- About this exercise
Each line starting at the one that contains "when computing extrema." and ending at the one that contains "let grid = Grid::new(domain, intervals);" must be returned exactly, and the rest of the listing is left out.

- Materials provided
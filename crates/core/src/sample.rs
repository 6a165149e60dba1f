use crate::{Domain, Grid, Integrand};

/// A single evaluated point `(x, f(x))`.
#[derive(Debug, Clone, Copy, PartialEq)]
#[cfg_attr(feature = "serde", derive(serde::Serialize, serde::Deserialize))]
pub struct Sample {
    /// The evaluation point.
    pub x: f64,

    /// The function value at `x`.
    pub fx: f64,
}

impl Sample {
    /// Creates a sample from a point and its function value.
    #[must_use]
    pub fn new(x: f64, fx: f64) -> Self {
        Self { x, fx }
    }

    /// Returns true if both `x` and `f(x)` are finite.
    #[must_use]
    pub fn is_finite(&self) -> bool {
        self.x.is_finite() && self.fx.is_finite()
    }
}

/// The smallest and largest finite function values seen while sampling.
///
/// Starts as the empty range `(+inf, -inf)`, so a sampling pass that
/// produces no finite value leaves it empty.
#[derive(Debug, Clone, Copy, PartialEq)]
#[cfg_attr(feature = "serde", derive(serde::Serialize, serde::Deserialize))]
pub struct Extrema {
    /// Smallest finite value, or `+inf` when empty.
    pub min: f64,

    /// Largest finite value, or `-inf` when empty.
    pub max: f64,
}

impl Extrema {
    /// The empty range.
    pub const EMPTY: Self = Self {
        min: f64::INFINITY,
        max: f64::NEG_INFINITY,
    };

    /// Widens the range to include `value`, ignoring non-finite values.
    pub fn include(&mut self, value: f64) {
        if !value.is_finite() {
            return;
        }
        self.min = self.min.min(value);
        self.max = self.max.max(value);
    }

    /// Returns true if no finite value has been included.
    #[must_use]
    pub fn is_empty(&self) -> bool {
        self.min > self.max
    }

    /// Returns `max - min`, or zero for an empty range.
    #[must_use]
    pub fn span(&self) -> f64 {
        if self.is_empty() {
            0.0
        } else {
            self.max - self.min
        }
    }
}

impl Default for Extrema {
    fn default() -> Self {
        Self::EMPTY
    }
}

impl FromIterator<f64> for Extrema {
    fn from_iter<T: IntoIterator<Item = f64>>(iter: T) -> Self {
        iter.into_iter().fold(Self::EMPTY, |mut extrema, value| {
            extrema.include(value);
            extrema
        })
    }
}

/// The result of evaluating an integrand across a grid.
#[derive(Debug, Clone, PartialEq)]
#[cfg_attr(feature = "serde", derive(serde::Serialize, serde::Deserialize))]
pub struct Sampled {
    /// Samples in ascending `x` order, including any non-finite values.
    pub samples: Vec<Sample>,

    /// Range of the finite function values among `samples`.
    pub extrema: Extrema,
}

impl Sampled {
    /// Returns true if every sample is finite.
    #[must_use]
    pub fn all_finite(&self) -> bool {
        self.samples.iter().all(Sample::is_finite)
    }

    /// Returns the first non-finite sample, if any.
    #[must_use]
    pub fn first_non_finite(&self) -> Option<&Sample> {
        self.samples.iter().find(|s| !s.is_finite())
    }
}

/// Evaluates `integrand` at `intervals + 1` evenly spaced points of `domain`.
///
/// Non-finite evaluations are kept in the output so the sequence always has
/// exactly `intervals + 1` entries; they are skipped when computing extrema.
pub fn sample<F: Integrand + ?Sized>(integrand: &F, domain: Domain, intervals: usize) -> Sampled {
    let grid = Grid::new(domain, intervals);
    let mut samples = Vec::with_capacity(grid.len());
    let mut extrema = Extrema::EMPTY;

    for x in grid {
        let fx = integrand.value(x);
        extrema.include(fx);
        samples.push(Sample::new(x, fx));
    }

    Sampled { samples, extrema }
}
---
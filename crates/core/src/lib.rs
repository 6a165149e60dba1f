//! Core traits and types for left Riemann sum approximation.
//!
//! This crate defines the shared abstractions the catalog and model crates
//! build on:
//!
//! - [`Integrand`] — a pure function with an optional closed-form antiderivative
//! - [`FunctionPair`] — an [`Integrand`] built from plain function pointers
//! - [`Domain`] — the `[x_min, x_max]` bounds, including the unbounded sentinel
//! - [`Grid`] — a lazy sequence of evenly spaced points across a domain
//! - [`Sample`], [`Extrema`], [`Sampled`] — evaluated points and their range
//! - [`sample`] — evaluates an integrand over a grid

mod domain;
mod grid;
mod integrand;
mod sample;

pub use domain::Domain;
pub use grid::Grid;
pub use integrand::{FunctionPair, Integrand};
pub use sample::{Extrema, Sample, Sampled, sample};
---
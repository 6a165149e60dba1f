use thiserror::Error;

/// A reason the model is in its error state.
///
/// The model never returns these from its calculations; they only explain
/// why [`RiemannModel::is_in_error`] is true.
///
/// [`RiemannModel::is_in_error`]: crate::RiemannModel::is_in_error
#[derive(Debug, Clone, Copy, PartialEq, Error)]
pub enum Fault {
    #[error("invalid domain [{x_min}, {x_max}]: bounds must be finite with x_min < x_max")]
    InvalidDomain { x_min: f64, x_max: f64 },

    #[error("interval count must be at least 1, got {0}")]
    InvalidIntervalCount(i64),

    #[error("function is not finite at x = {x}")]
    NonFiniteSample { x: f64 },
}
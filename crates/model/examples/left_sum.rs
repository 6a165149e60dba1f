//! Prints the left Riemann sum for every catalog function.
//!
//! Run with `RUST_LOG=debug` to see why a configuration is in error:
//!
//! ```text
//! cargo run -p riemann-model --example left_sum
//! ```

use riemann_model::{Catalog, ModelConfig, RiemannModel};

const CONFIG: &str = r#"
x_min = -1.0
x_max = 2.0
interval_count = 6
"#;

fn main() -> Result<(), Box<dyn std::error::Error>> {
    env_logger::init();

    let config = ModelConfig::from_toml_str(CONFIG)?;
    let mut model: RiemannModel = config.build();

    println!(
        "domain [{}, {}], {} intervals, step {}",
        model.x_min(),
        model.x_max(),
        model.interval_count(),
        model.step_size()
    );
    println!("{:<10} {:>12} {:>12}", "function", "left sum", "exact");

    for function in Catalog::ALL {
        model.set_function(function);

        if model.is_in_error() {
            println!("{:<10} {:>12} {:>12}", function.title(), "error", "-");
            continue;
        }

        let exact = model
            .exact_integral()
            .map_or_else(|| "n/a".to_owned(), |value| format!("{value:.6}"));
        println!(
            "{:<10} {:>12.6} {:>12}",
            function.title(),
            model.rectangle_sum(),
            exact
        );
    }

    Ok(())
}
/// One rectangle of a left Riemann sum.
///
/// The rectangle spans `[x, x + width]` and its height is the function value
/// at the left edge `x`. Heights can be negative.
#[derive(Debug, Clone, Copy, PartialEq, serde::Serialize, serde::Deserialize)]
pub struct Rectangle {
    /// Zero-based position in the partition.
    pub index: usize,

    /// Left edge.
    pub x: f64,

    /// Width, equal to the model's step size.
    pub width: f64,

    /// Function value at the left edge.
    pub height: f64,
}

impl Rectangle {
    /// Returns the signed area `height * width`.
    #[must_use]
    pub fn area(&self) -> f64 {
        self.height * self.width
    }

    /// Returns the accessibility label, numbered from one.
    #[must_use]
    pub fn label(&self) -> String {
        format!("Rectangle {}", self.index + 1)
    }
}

- Task answer
/// exactly `intervals + 1` entries; they are skipped when computing extrema.
pub fn sample<F: Integrand + ?Sized>(integrand: &F, domain: Domain, intervals: usize) -> Sampled {
    let grid = Grid::new(domain, intervals);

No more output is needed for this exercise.